Esta teoría no tiene ni pies ni cabeza. No hubo un solo disparo con arma de fuego de la población en contra de los policías. La media docena de policías que sufrieron heridas leves como resultado de la justa autodefensa del pueblo con palas y cohetones simplemente no se compara con el letal arsenal desahogado por los policías en contra del pueblo inerme de Nochixtlán.

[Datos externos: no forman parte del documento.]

//! Colourised output (§4.10, ambient CLI collaborator): renders the chosen medoids in a
//! human-readable form.
//!
//! Full coloured-Newick rendering with subtree partitioning (the original tool's `--color` output)
//! is out of scope for this expansion; a flat colourised report is the supported subset (§4.10).

use std::collections::HashSet;
use std::io::Write;
use std::path::Path;

use colored::Colorize;

use crate::error::CliError;

/// Prints a human-readable summary to stdout: the objective value, then every leaf label
/// colourised green if chosen, red if prior-covered, default otherwise.
pub fn print_summary( objective : f64, medoids : &[String], prior_covered : &HashSet<String>, all_labels : &[String] ) {
	println!( "Objective: {objective:.6}" );
	println!( "Representatives ({}):", medoids.len() );
	let chosen : HashSet<&String> = medoids.iter().collect();
	for label in all_labels {
		let line = if chosen.contains( label ) {
			label.green().bold()
		}
		else if prior_covered.contains( label ) {
			label.red()
		}
		else {
			label.normal()
		};
		println!( "  {line}" );
	}
}

/// Writes a companion plain-text report to `path`: the objective value, the medoid list, and
/// (when `distances` is provided) each leaf's distance to its nearest medoid.
pub fn write_report(
	path : &Path,
	objective : f64,
	medoids : &[String],
	distances : &[(String, f64)]
) -> Result<(), CliError> {
	let mut file = std::fs::File::create( path ).map_err( |e| CliError::ReportWrite{
		path : path.display().to_string(),
		source : e
	} )?;

	let write_err = |e : std::io::Error| CliError::ReportWrite{ path : path.display().to_string(), source : e };

	writeln!( file, "objective\t{objective:.6}" ).map_err( write_err )?;
	writeln!( file, "representatives\t{}", medoids.join( "," ) ).map_err( write_err )?;
	writeln!( file, "leaf\tdistance_to_nearest_representative" ).map_err( write_err )?;
	for (leaf, distance) in distances {
		writeln!( file, "{leaf}\t{distance:.6}" ).map_err( write_err )?;
	}

	Ok( () )
}

#[cfg(test)]
mod tests {
	use super::*;

	#[test]
	fn test_write_report_contents() {
		let dir = tempfile::tempdir().unwrap();
		let path = dir.path().join( "report.tsv" );
		write_report(
			&path, 13.0,
			&[ "A".to_string(), "C".to_string(), "D".to_string() ],
			&[ ("A".to_string(), 0.0), ("B".to_string(), 5.0) ]
		).unwrap();

		let contents = std::fs::read_to_string( &path ).unwrap();
		assert!( contents.contains( "objective\t13.000000" ) );
		assert!( contents.contains( "representatives\tA,C,D" ) );
		assert!( contents.contains( "B\t5.000000" ) );
	}
}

Hace unos días, quien escribe estas líneas y doña Elena Poniatowska tuvimos el honor de haber sido convocados por el comité de víctimas de Nochixtlán para escuchar sus testimonios y explorar juntos estrategias para lograr justicia. Dialogamos con jóvenes con balas todavía enterradas en el cuerpo, con padres que no podían dejar de llorar la pérdida de sus hijos y con pobladores que nos relataron con lujo de detalles los acontecimientos. Nos comentaron que existen decenas de horas de material audiovisual y cientos de fotografías que todavía no se han divulgado públicamente por miedo a represalias de las autoridades.
El caso Nochixtlán, sin duda, llegará tanto a la Corte Interamericana de Derechos Humanos como a la Corte Penal Internacional. Si el actual procurador, Raúl Cervantes, quiere evitar futuros juicios, tanto legales como históricos, en su contra, tendría que romper de manera tajante con las prácticas de simulación y complicidad de sus antecesores en el cargo.